*** Block opens ***
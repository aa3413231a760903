pub use units::{Length, Time, Frequency};
pub use units::todo::{SValuef64, Activityf64, Percentf64};

/// Non-negative voxel offset `[dx, dy, dz]` from a source voxel
pub type Index3 = [usize; 3];
pub type BoxDim = [usize; 3];

/// Dense 3D arrays indexed `[x, y, z]`
pub type Volume<T> = ndarray::Array3<T>;
pub type Mask = Volume<bool>;

/// Structure (ROI) masks, keyed by structure name
pub type Masks = std::collections::HashMap<String, Mask>;

/// Cumulated activity assumed for simulated kernels whose file name does not
/// say otherwise, in MBq s
pub const DEFAULT_CUMULATED_ACTIVITY: Activityf64 = 10.0;

/// Initial value of the common lookup range, in voxels, before any kernel
/// table narrows it
pub const DEFAULT_MAXIMUM_DISTANCE_IN_VOXELS: usize = 6;

/// 1 mCi = 37 MBq
pub const MBQ_PER_MCI: f64 = 37.0;
/// 1 Gy = 1000 mGy
pub const MGY_PER_GY: f64 = 1e3;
*** Block closes ***
AIM OF THE EXERCISE: Only the lines from the one bearing "pub const DEFAULT_MAXIMUM_DISTANCE_IN_VOXELS: usize" to the end of the material belong in the answer; set them down verbatim.

RESULT:
pub const DEFAULT_MAXIMUM_DISTANCE_IN_VOXELS: usize = 6;

/// 1 mCi = 37 MBq
pub const MBQ_PER_MCI: f64 = 37.0;
/// 1 Gy = 1000 mGy
pub const MGY_PER_GY: f64 = 1e3;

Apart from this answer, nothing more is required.